You’ve probably chatted with an AI assistant like ChatGPT, Claude, or Llama. You type a question, and it fires back with a polished, well-structured answer — articulate, exhaustive, and unfailingly polite. These models are trained to be ideal conversational partners.

But here’s the catch: real human users aren’t like that.

Our requests in the wild are messy. We make typos, use slang, change our minds mid-conversation, and rarely lay out our entire request in perfect order. For example:

“write a python function to sort some numbers”
“oh, and only numbers from 1 to 9”
“actually, reverse it after sorting”
“and can you change the digits to words like ‘One’, ‘Two’?”

This gradual, sometimes chaotic, multi-turn interaction is exactly where even the most advanced AI assistants can falter.

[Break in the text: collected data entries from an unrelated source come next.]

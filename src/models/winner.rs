use chrono::{DateTime, Utc};
use serde::{Deserialize, Serialize};
use utoipa::ToSchema;

use crate::entities::{ClaimStatus, prize_entity, winner_entity};
use crate::utils::{PaginatedResponse, PaginationInfo, mask_phone};

#[derive(Debug, Clone, Default, Deserialize, Serialize, ToSchema)]
pub struct WinnerListQuery {
    pub page: Option<u32>,
    pub per_page: Option<u32>,
}

/// 당첨 기록 (관리자 감사용, 전화번호 마스킹)
#[derive(Debug, Clone, Serialize, ToSchema)]
#[serde(rename_all = "camelCase")]
pub struct WinnerResponse {
    pub id: String,
    pub participation_code_id: i64,
    pub prize_id: i64,
    pub prize_name: Option<String>,
    pub phone_number: Option<String>,
    pub claim_status: ClaimStatus,
    pub transaction_id: Option<String>,
    pub created_at: DateTime<Utc>,
    pub sent_at: Option<DateTime<Utc>>,
}

impl From<(winner_entity::Model, Option<prize_entity::Model>)> for WinnerResponse {
    fn from((w, prize): (winner_entity::Model, Option<prize_entity::Model>)) -> Self {
        WinnerResponse {
            claim_status: w.claim_status(),
            transaction_id: w.transaction_id().map(str::to_string),
            phone_number: (!w.user_phone_number.is_empty())
                .then(|| mask_phone(&w.user_phone_number)),
            prize_name: prize.map(|p| p.name),
            id: w.id,
            participation_code_id: w.participation_code_id,
            prize_id: w.prize_id,
            created_at: w.created_at,
            sent_at: w.sent_at,
        }
    }
}

#[derive(Debug, Serialize, ToSchema)]
#[serde(rename_all = "camelCase")]
pub struct WinnerListResponse {
    pub success: bool,
    pub winners: Vec<WinnerResponse>,
    pub pagination: PaginationInfo,
}

impl From<PaginatedResponse<WinnerResponse>> for WinnerListResponse {
    fn from(page: PaginatedResponse<WinnerResponse>) -> Self {
        WinnerListResponse {
            success: true,
            winners: page.items,
            pagination: page.pagination,
        }
    }
}
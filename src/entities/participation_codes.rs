use chrono::{DateTime, Utc};
use sea_orm::entity::prelude::*;
use serde::{Deserialize, Serialize};

/// 일회용 참여 코드
/// - is_used 는 false -> true 로 한 번만 전환되며, used_at 과 같은 UPDATE 에서 설정된다
/// - code 는 생성 후 변경되지 않는다
#[derive(Clone, Debug, PartialEq, DeriveEntityModel, Eq, Serialize, Deserialize)]
#[sea_orm(table_name = "participation_codes")]
pub struct Model {
    #[sea_orm(primary_key)]
    pub id: i64,
    #[sea_orm(unique)]
    pub code: String,
    pub is_used: bool,
    pub created_at: DateTime<Utc>,
    pub used_at: Option<DateTime<Utc>>,
}

impl Model {
    /// is_used == true  <=>  used_at != NULL
    pub fn is_consistent(&self) -> bool {
        self.is_used == self.used_at.is_some()
    }
}

#[derive(Copy, Clone, Debug, EnumIter, DeriveRelation)]
pub enum Relation {
    #[sea_orm(has_one = "super::winners::Entity")]
    Winner,
}

impl Related<super::winners::Entity> for Entity {
    fn to() -> RelationDef {
        Relation::Winner.def()
    }
}

impl ActiveModelBehavior for ActiveModel {}
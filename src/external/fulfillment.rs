use crate::error::AppResult;
use async_trait::async_trait;

/// One send request to the gift-card vendor
#[derive(Debug, Clone)]
pub struct FulfillmentRequest {
    /// Digits only, already validated
    pub phone_number: String,
    pub goods_code: String,
    /// Unique per call, at most 20 characters
    pub tr_id: String,
}

#[derive(Debug, Clone, PartialEq, Eq)]
pub struct FulfillmentReceipt {
    pub transaction_id: String,
}

/// The external vendor that actually delivers a prize.
///
/// Implementations must treat every error (non-success body code, HTTP
/// failure, timeout) as "not delivered"; the claim engine releases the winner
/// for a retry in that case.
#[async_trait]
pub trait FulfillmentProvider: Send + Sync {
    async fn send(&self, request: &FulfillmentRequest) -> AppResult<FulfillmentReceipt>;

    fn provider_name(&self) -> &'static str;
}
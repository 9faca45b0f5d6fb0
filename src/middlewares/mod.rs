pub mod admin_auth;
pub mod cors;

pub use admin_auth::AdminAuthMiddleware;
pub use cors::create_cors;
mod common;

use common::{prize, prize_stock, seed_catalog, setup_db};
use futures_util::future::join_all;
use randombox_backend::database::{codes, winners};
use randombox_backend::error::DrawError;
use randombox_backend::services::DrawService;
use sea_orm::DatabaseConnection;

async fn issue(db: &DatabaseConnection, code: &str) -> i64 {
    codes::insert(db, code).await.expect("insert code").id
}

#[tokio::test]
async fn test_participate_consumes_code_and_records_winner() {
    let db = setup_db().await;
    let catalog = seed_catalog(&db, &[prize("coffee", 3, 10)]).await;
    issue(&db, "EVENT-AAAA1111").await;
    let service = DrawService::new(db.clone());

    let outcome = service.participate("EVENT-AAAA1111").await.unwrap();

    assert_eq!(outcome.prize.id, catalog[0].id);
    assert_eq!(outcome.prize.name, "coffee");
    assert_eq!(prize_stock(&db, catalog[0].id).await, 2);

    let code = codes::find_by_code(&db, "EVENT-AAAA1111").await.unwrap().unwrap();
    assert!(code.is_used);
    assert!(code.used_at.is_some());

    let winner = winners::find(&db, &outcome.winner_id).await.unwrap().unwrap();
    assert_eq!(winner.participation_code_id, code.id);
    assert_eq!(winner.prize_id, catalog[0].id);
    assert!(winner.user_phone_number.is_empty());
    assert!(winner.fulfillment_transaction_id.is_empty());
}

#[tokio::test]
async fn test_participate_trims_surrounding_whitespace() {
    let db = setup_db().await;
    seed_catalog(&db, &[prize("coffee", 1, 10)]).await;
    issue(&db, "EVENT-TRIM0001").await;
    let service = DrawService::new(db.clone());

    assert!(service.participate("  EVENT-TRIM0001\n").await.is_ok());
}

#[tokio::test]
async fn test_second_redemption_is_rejected_without_side_effects() {
    let db = setup_db().await;
    let catalog = seed_catalog(&db, &[prize("coffee", 5, 10)]).await;
    issue(&db, "EVENT-ONCE0001").await;
    let service = DrawService::new(db.clone());

    service.participate("EVENT-ONCE0001").await.unwrap();
    let err = service.participate("EVENT-ONCE0001").await.unwrap_err();

    assert!(matches!(err, DrawError::CodeAlreadyUsed));
    assert_eq!(err.to_string(), "이미 사용된 참여 코드입니다.");
    assert_eq!(prize_stock(&db, catalog[0].id).await, 4);
    assert_eq!(winners::count(&db).await.unwrap(), 1);
}

#[tokio::test]
async fn test_mark_used_only_succeeds_once() {
    let db = setup_db().await;
    let id = issue(&db, "EVENT-MARK0001").await;
    let first_at = chrono::Utc::now();

    assert!(codes::mark_used(&db, id, first_at).await.unwrap());
    assert!(!codes::mark_used(&db, id, first_at + chrono::Duration::seconds(5)).await.unwrap());

    let stored = codes::find_by_code(&db, "EVENT-MARK0001").await.unwrap().unwrap();
    assert!(stored.is_used);
    assert_eq!(stored.used_at.map(|t| t.timestamp()), Some(first_at.timestamp()));
}

#[tokio::test]
async fn test_input_and_lookup_failures() {
    let db = setup_db().await;
    seed_catalog(&db, &[prize("coffee", 5, 10)]).await;
    let service = DrawService::new(db.clone());

    assert!(matches!(
        service.participate("").await,
        Err(DrawError::InvalidInput)
    ));
    assert!(matches!(
        service.participate("   ").await,
        Err(DrawError::InvalidInput)
    ));
    assert!(matches!(
        service.participate("EVENT-NOPE0000").await,
        Err(DrawError::CodeNotFound)
    ));
    assert_eq!(winners::count(&db).await.unwrap(), 0);
}

#[tokio::test]
async fn test_exhausted_catalog_leaves_code_unused() {
    let db = setup_db().await;
    seed_catalog(&db, &[prize("coffee", 0, 10), prize("voucher", 0, 90)]).await;
    issue(&db, "EVENT-EMPTY001").await;
    let service = DrawService::new(db.clone());

    let err = service.participate("EVENT-EMPTY001").await.unwrap_err();

    assert!(matches!(err, DrawError::PrizesExhausted));
    let code = codes::find_by_code(&db, "EVENT-EMPTY001").await.unwrap().unwrap();
    assert!(!code.is_used);
    assert!(code.used_at.is_none());
}

#[tokio::test]
async fn test_zero_weight_stock_is_not_drawable() {
    let db = setup_db().await;
    seed_catalog(&db, &[prize("display only", 10, 0)]).await;
    issue(&db, "EVENT-WEIGHT00").await;
    let service = DrawService::new(db.clone());

    assert!(matches!(
        service.participate("EVENT-WEIGHT00").await,
        Err(DrawError::PrizesExhausted)
    ));
}

#[tokio::test]
async fn test_last_unit_goes_to_one_participant() {
    let db = setup_db().await;
    let catalog = seed_catalog(&db, &[prize("last one", 1, 10)]).await;
    issue(&db, "EVENT-FIRST001").await;
    issue(&db, "EVENT-SECOND01").await;
    let service = DrawService::new(db.clone());

    service.participate("EVENT-FIRST001").await.unwrap();
    let err = service.participate("EVENT-SECOND01").await.unwrap_err();

    assert!(matches!(err, DrawError::PrizesExhausted));
    assert_eq!(prize_stock(&db, catalog[0].id).await, 0);
    let second = codes::find_by_code(&db, "EVENT-SECOND01").await.unwrap().unwrap();
    assert!(!second.is_used);
}

#[tokio::test]
async fn test_sold_out_prizes_are_skipped() {
    let db = setup_db().await;
    let catalog = seed_catalog(
        &db,
        &[prize("sold out", 0, 1000), prize("available", 50, 1)],
    )
    .await;
    let service = DrawService::new(db.clone());

    for i in 0..10 {
        let code = format!("EVENT-SKIP{i:04}");
        issue(&db, &code).await;
        let outcome = service.participate(&code).await.unwrap();
        assert_eq!(outcome.prize.id, catalog[1].id);
    }
    assert_eq!(prize_stock(&db, catalog[1].id).await, 40);
}

#[tokio::test]
async fn test_seeded_catalog_only_awards_mega_coffee() {
    let db = setup_db().await;
    let service = DrawService::new(db.clone());

    for i in 0..20 {
        let code = format!("EVENT-SEED{i:04}");
        issue(&db, &code).await;
        let outcome = service.participate(&code).await.unwrap();
        assert_eq!(outcome.prize.name, "메가커피 아메리카노");
    }
}

#[tokio::test]
async fn test_concurrent_redemptions_of_one_code_award_once() {
    let db = setup_db().await;
    let catalog = seed_catalog(&db, &[prize("coffee", 100, 10)]).await;
    issue(&db, "EVENT-RACE0001").await;
    let service = DrawService::new(db.clone());

    let results = join_all((0..10).map(|_| service.participate("EVENT-RACE0001"))).await;

    let wins = results.iter().filter(|r| r.is_ok()).count();
    let already_used = results
        .iter()
        .filter(|r| matches!(r, Err(DrawError::CodeAlreadyUsed)))
        .count();
    assert_eq!(wins, 1);
    assert_eq!(already_used, 9);
    assert_eq!(prize_stock(&db, catalog[0].id).await, 99);
    assert_eq!(winners::count(&db).await.unwrap(), 1);
}

#[tokio::test]
async fn test_concurrent_draws_never_oversell_stock() {
    let db = setup_db().await;
    let catalog = seed_catalog(&db, &[prize("limited", 5, 10)]).await;
    let codes_list: Vec<String> = (0..20).map(|i| format!("EVENT-LIMIT{i:03}")).collect();
    for code in &codes_list {
        issue(&db, code).await;
    }
    let service = DrawService::new(db.clone());

    let results = join_all(codes_list.iter().map(|c| service.participate(c))).await;

    let wins = results.iter().filter(|r| r.is_ok()).count();
    let exhausted = results
        .iter()
        .filter(|r| matches!(r, Err(DrawError::PrizesExhausted)))
        .count();
    assert_eq!(wins, 5);
    assert_eq!(exhausted, 15);
    assert_eq!(prize_stock(&db, catalog[0].id).await, 0);
    assert_eq!(winners::count(&db).await.unwrap(), 5);
    let (_, used) = codes::usage_counts(&db).await.unwrap();
    assert_eq!(used, 5);
}
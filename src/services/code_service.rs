use crate::config::EventConfig;
use crate::database::codes;
use crate::entities::participation_code_entity;
use crate::error::{AppError, AppResult, ImportError, IssueError};
use crate::models::*;
use crate::utils::{Attempt, PaginationInfo, PaginationParams, RetryPolicy, generate_event_code};
use sea_orm::{ConnectionTrait, DatabaseConnection, DbErr, SqlErr};
use std::collections::HashSet;
use std::sync::Arc;

/// Candidate attempts per issued code before giving up
const ISSUE_ATTEMPTS: u32 = 10;

/// Width of the `participation_codes.code` column
const MAX_CODE_LEN: usize = 64;

/// Hard per-request ceilings; configuration may lower them, never raise them
pub const MAX_ISSUE_COUNT: usize = 100;
pub const MAX_IMPORT_COUNT: usize = 1000;

fn clamp_limit(name: &str, configured: usize, ceiling: usize) -> usize {
    let limit = configured.clamp(1, ceiling);
    if limit != configured {
        log::warn!("event.{name} = {configured} is outside 1..={ceiling}, using {limit}");
    }
    limit
}

pub type CodeGenerator = Arc<dyn Fn(&str) -> String + Send + Sync>;

/// 관리자용 참여 코드 발급/업로드/조회
#[derive(Clone)]
pub struct CodeService {
    pool: DatabaseConnection,
    prefix: String,
    max_issue_count: usize,
    max_import_count: usize,
    generator: CodeGenerator,
    retry: RetryPolicy,
}

impl CodeService {
    pub fn new(pool: DatabaseConnection, event: &EventConfig) -> Self {
        Self {
            pool,
            prefix: event.code_prefix.clone(),
            max_issue_count: clamp_limit("max_issue_count", event.max_issue_count, MAX_ISSUE_COUNT),
            max_import_count: clamp_limit(
                "max_import_count",
                event.max_import_count,
                MAX_IMPORT_COUNT,
            ),
            generator: Arc::new(generate_event_code),
            retry: RetryPolicy::new(ISSUE_ATTEMPTS),
        }
    }

    /// Swap the candidate source; tests use this to force collisions.
    pub fn with_generator(mut self, generator: CodeGenerator) -> Self {
        self.generator = generator;
        self
    }

    /// 새 참여 코드 `count`개 발급
    ///
    /// Each code gets up to ten candidates; a candidate that already exists
    /// (or loses a concurrent insert) is discarded. Codes issued before a
    /// `GenerationFailed` stay in the store.
    pub async fn issue_codes(
        &self,
        count: i64,
    ) -> Result<Vec<participation_code_entity::Model>, IssueError> {
        let max = self.max_issue_count;
        if count < 1 || count as u64 > max as u64 {
            return Err(IssueError::InvalidCount { max });
        }

        let pool = &self.pool;
        let prefix = self.prefix.as_str();
        let generator = self.generator.as_ref();

        let mut issued = Vec::with_capacity(count as usize);
        for _ in 0..count {
            let code = self
                .retry
                .run(|_| try_insert_candidate(pool, generator(prefix)))
                .await?;
            match code {
                Some(code) => issued.push(code),
                None => {
                    log::error!(
                        "Gave up issuing a code after {} collisions ({} issued so far)",
                        self.retry.max_attempts,
                        issued.len()
                    );
                    return Err(IssueError::GenerationFailed);
                }
            }
        }

        log::info!("Issued {} participation codes", issued.len());
        Ok(issued)
    }

    /// 외부에서 받은 코드 목록 일괄 등록
    pub async fn bulk_import_codes(&self, raw: &[String]) -> Result<BulkImportOutcome, ImportError> {
        if raw.is_empty() {
            return Err(ImportError::Empty);
        }
        if raw.len() > self.max_import_count {
            return Err(ImportError::TooMany {
                max: self.max_import_count,
            });
        }

        let candidates = normalize_codes(raw);
        if candidates.is_empty() {
            return Err(ImportError::Empty);
        }

        let existing = codes::find_existing(&self.pool, &candidates).await?;

        let mut outcome = BulkImportOutcome::default();
        for code in candidates {
            if existing.contains(&code) {
                outcome.duplicates.push(code);
                continue;
            }
            if code.chars().count() > MAX_CODE_LEN {
                log::warn!("Skipping code longer than {MAX_CODE_LEN} characters: {code}");
                outcome.failed.push(code);
                continue;
            }

            match codes::insert(&self.pool, &code).await {
                Ok(model) => outcome.created.push(model),
                Err(e) if is_unique_violation(&e) => {
                    log::warn!("Code {code} was inserted concurrently, counting as duplicate");
                    outcome.duplicates.push(code);
                }
                Err(e) => {
                    log::error!("Failed to import code {code}: {e}");
                    outcome.failed.push(code);
                }
            }
        }

        log::info!(
            "Bulk import: {} created, {} duplicates, {} failed",
            outcome.created.len(),
            outcome.duplicates.len(),
            outcome.failed.len()
        );
        Ok(outcome)
    }

    pub async fn list_codes(&self, query: &CodeListQuery) -> AppResult<CodeListResponse> {
        let used = match query.status.as_deref() {
            None | Some("") | Some("all") => None,
            Some("used") => Some(true),
            Some("unused") => Some(false),
            Some(other) => {
                return Err(AppError::ValidationError(format!(
                    "status 는 used 또는 unused 여야 합니다: {other}"
                )));
            }
        };

        let params = PaginationParams::new(query.page, query.per_page);
        let (rows, total) =
            codes::page(&self.pool, used, params.get_offset(), params.get_limit()).await?;
        let (all, used_count) = codes::usage_counts(&self.pool).await?;

        Ok(CodeListResponse {
            success: true,
            codes: rows.into_iter().map(Into::into).collect(),
            pagination: PaginationInfo::new(params.get_page(), params.get_per_page(), total),
            stats: CodeUsageStats {
                total: all,
                used: used_count,
                unused: all.saturating_sub(used_count),
            },
        })
    }
}

async fn try_insert_candidate<C: ConnectionTrait>(
    db: &C,
    candidate: String,
) -> Result<Attempt<participation_code_entity::Model>, DbErr> {
    if codes::exists(db, &candidate).await? {
        log::debug!("Candidate {candidate} already exists");
        return Ok(Attempt::Retry);
    }
    match codes::insert(db, &candidate).await {
        Ok(model) => Ok(Attempt::Done(model)),
        Err(e) if is_unique_violation(&e) => {
            log::debug!("Candidate {candidate} lost a concurrent insert");
            Ok(Attempt::Retry)
        }
        Err(e) => Err(e),
    }
}

fn is_unique_violation(err: &DbErr) -> bool {
    matches!(err.sql_err(), Some(SqlErr::UniqueConstraintViolation(_)))
}

/// Trim, drop blanks and keep the first occurrence of each code.
pub fn normalize_codes(raw: &[String]) -> Vec<String> {
    let mut seen = HashSet::new();
    raw.iter()
        .map(|c| c.trim())
        .filter(|c| !c.is_empty())
        .filter(|c| seen.insert(c.to_string()))
        .map(str::to_string)
        .collect()
}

The challenge: How do we evaluate assistants in environments that resemble this real, “beautiful mess” of human conversation?

The common shortcut has been to ask a powerful AI assistant to simulate a human user talking to another assistant. Sounds reasonable, right? After all, if a model is good at language, it should be good at role-playing.

But in their paper Flipping the Dialogue, researchers from Microsoft and Georgia Tech show this is fundamentally flawed. Their surprising finding: the better an AI is at being an assistant, the worse it is at pretending to be a human user.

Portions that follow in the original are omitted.